Stored data:

◆ ◆ ◆ ◆ ◆

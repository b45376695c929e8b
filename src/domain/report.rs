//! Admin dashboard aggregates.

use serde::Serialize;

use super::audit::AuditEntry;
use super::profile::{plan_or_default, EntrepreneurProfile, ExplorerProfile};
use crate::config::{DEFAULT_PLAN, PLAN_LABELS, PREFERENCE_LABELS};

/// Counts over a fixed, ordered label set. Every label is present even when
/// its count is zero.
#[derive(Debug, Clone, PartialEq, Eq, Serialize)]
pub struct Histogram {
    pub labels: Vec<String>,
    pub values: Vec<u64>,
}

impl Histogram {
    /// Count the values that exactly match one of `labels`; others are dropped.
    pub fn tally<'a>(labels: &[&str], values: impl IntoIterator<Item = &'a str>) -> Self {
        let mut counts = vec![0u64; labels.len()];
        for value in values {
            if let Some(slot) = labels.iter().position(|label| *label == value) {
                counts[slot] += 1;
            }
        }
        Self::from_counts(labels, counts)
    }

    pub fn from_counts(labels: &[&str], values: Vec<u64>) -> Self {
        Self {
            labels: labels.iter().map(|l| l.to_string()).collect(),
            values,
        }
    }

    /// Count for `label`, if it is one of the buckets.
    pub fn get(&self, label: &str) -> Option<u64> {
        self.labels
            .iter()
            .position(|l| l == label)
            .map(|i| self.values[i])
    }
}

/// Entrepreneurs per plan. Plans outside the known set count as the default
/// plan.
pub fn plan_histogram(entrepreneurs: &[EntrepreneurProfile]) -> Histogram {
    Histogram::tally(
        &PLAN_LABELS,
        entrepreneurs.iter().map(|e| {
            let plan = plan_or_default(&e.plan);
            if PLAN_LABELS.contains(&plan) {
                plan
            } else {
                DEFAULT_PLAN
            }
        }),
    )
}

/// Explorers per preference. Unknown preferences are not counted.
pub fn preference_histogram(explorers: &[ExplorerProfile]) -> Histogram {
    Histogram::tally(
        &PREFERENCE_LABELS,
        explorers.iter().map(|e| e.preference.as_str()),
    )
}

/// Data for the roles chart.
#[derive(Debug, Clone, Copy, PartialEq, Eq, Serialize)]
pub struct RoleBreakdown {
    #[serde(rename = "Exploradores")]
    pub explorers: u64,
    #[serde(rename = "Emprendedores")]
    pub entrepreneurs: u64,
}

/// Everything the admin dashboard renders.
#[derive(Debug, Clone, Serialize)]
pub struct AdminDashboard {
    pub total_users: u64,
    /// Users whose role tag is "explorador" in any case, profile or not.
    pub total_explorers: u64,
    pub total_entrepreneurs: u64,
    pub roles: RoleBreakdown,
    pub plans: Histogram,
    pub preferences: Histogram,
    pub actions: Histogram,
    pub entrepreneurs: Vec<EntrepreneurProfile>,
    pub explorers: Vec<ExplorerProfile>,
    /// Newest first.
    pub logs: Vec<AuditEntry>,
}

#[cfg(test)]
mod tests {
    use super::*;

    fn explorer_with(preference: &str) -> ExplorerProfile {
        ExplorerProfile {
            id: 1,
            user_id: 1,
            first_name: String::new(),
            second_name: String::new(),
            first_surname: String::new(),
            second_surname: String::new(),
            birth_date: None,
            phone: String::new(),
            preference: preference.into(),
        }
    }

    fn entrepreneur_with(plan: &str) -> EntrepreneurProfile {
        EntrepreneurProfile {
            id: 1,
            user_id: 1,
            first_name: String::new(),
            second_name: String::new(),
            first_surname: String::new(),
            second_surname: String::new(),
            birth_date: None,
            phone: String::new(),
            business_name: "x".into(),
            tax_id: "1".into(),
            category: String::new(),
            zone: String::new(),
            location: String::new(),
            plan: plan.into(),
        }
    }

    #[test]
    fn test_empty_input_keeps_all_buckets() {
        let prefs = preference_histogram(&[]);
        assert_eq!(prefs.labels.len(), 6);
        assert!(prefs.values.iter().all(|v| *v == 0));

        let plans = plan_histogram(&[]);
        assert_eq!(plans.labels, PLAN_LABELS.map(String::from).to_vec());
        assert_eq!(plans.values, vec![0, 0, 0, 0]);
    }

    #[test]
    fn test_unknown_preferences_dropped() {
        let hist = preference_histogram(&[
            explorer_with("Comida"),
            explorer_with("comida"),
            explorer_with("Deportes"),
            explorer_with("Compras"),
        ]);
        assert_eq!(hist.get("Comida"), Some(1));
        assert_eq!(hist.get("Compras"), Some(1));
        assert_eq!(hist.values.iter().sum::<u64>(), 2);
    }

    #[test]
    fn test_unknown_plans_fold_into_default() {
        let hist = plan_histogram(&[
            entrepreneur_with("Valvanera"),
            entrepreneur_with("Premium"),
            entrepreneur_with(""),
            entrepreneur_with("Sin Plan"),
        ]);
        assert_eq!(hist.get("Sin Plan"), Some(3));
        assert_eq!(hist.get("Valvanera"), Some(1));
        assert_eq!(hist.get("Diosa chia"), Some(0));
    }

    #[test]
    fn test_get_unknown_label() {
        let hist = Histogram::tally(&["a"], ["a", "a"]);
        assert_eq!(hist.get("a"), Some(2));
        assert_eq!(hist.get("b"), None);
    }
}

◆ ◆ ◆ ◆ ◆

▶ [Directions for this task] Answer with one number only, the count of lines in the entries above that hold the string "serde".

▶ [Solution for this exercise] 3